Given records

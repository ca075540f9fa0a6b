//! Damage calculation and application.

use crate::config::GameConfig;
use crate::state::{Direction, Position};

/// True when the defender faces directly away from the attacker, i.e. the
/// attacker stands on the defender's back cell.
pub fn is_back_attack(attacker: Position, defender: Position, facing: Direction) -> bool {
    defender.step(facing.reversed()) == attacker
}

/// Damage dealt by a robot attack.
pub fn attack_damage(back_attack: bool) -> f64 {
    if back_attack {
        GameConfig::BACK_ATTACK_DAMAGE
    } else {
        GameConfig::ROBOT_ATTACK_DAMAGE
    }
}

/// Plain subtraction. Health may drop below zero; callers test `<= 0.0`.
pub fn apply_damage(health: f64, damage: f64) -> f64 {
    health - damage
}
//! Deterministic rules for the robot arena shared across the runtime and tools.
//!
//! `game-core` defines the canonical rules (map geometry, entity state, combat,
//! enemy behaviour, navigation and objectives) and exposes pure, synchronous
//! APIs. Nothing in this crate sleeps or spawns: pacing, cancellation and the
//! autonomous NPC loop belong to the `runtime` crate. All state mutation flows
//! through [`engine::GameEngine`].
pub mod behavior;
pub mod combat;
pub mod config;
pub mod engine;
pub mod env;
pub mod error;
pub mod level;
pub mod navigation;
pub mod objective;
pub mod state;

pub use behavior::{EnemyAction, NpcTurn, ScriptStep};
pub use combat::{AttackOutcome, AttackResult};
pub use config::{GameConfig, PacingConfig};
pub use engine::{EnemyStrike, GameEngine, MoveOutcome};
pub use env::{CellKind, WorldMap};
pub use error::{LevelError, MapError};
pub use level::{EnemyTemplate, Level, LevelDefinition, RobotStart, WinCondition};
pub use navigation::{EnemyOccupancy, find_path, turns_between};
pub use state::{
    Direction, EnemyId, EnemyState, EntitiesState, Position, RobotState, Rotation,
};
use core::time::Duration;

/// Game rule constants and tunable pacing parameters.
#[derive(Clone, Debug, PartialEq, Eq, Default)]
#[cfg_attr(feature = "serde", derive(serde::Serialize, serde::Deserialize))]
#[cfg_attr(feature = "serde", serde(default))]
pub struct GameConfig {
    /// Animation pacing applied by the runtime between actions.
    pub pacing: PacingConfig,
}

impl GameConfig {
    // ===== fixed rules =====
    pub const ROBOT_MAX_HEALTH: f64 = 6.0;
    pub const ENEMY_MAX_HEALTH: f64 = 2.0;
    pub const ROBOT_ATTACK_DAMAGE: f64 = 1.0;
    pub const BACK_ATTACK_DAMAGE: f64 = 4.0;
    pub const ENEMY_ATTACK_DAMAGE: f64 = 1.2;

    pub fn new() -> Self {
        Self::default()
    }

    pub fn with_pacing(pacing: PacingConfig) -> Self {
        Self { pacing }
    }
}

/// Suspension lengths used to pace turns, expressed in milliseconds so the
/// values read naturally in TOML.
#[derive(Clone, Debug, PartialEq, Eq)]
#[cfg_attr(feature = "serde", derive(serde::Serialize, serde::Deserialize))]
#[cfg_attr(feature = "serde", serde(default))]
pub struct PacingConfig {
    /// Delay after every robot move or turn.
    pub player_move_ms: u64,
    /// Delay after every robot attack, hit or miss.
    pub player_attack_ms: u64,
    /// Pace between NPC ticks after a scripted move.
    pub enemy_move_ms: u64,
    /// Pace between NPC ticks after an enemy attack.
    pub enemy_attack_ms: u64,
    /// Wind-up before an enemy hit lands.
    pub enemy_telegraph_ms: u64,
    /// Suspension per second of a `say_message` notification.
    pub message_ms_per_second: u64,
}

impl PacingConfig {
    pub const DEFAULT_PLAYER_MOVE_MS: u64 = 300;
    pub const DEFAULT_PLAYER_ATTACK_MS: u64 = 300;
    pub const DEFAULT_ENEMY_MOVE_MS: u64 = 500;
    pub const DEFAULT_ENEMY_ATTACK_MS: u64 = 300;
    pub const DEFAULT_ENEMY_TELEGRAPH_MS: u64 = 300;
    pub const DEFAULT_MESSAGE_MS_PER_SECOND: u64 = 250;

    /// All delays set to zero. Useful for headless batch runs.
    pub const fn instant() -> Self {
        Self {
            player_move_ms: 0,
            player_attack_ms: 0,
            enemy_move_ms: 0,
            enemy_attack_ms: 0,
            enemy_telegraph_ms: 0,
            message_ms_per_second: 0,
        }
    }

    pub fn player_move(&self) -> Duration {
        Duration::from_millis(self.player_move_ms)
    }

    pub fn player_attack(&self) -> Duration {
        Duration::from_millis(self.player_attack_ms)
    }

    pub fn enemy_move(&self) -> Duration {
        Duration::from_millis(self.enemy_move_ms)
    }

    pub fn enemy_attack(&self) -> Duration {
        Duration::from_millis(self.enemy_attack_ms)
    }

    pub fn enemy_telegraph(&self) -> Duration {
        Duration::from_millis(self.enemy_telegraph_ms)
    }

    /// Suspension for a message shown for `seconds`. Negative or non-finite
    /// inputs collapse to zero.
    pub fn message(&self, seconds: f64) -> Duration {
        if !seconds.is_finite() || seconds <= 0.0 {
            return Duration::ZERO;
        }
        Duration::from_secs_f64(seconds * self.message_ms_per_second as f64 / 1000.0)
    }
}

impl Default for PacingConfig {
    fn default() -> Self {
        Self {
            player_move_ms: Self::DEFAULT_PLAYER_MOVE_MS,
            player_attack_ms: Self::DEFAULT_PLAYER_ATTACK_MS,
            enemy_move_ms: Self::DEFAULT_ENEMY_MOVE_MS,
            enemy_attack_ms: Self::DEFAULT_ENEMY_ATTACK_MS,
            enemy_telegraph_ms: Self::DEFAULT_ENEMY_TELEGRAPH_MS,
            message_ms_per_second: Self::DEFAULT_MESSAGE_MS_PER_SECOND,
        }
    }
}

Instructions for the task
Nothing beyond the line that contains "Position, facing: Direction)" belongs in the answer; reproduce the entries exactly from their first line through it.

Task answer
repository ca075540f9fa0a6b
//! Damage calculation and application.

use crate::config::GameConfig;
use crate::state::{Direction, Position};

/// True when the defender faces directly away from the attacker, i.e. the
/// attacker stands on the defender's back cell.
pub fn is_back_attack(attacker: Position, defender: Position, facing: Direction) -> bool {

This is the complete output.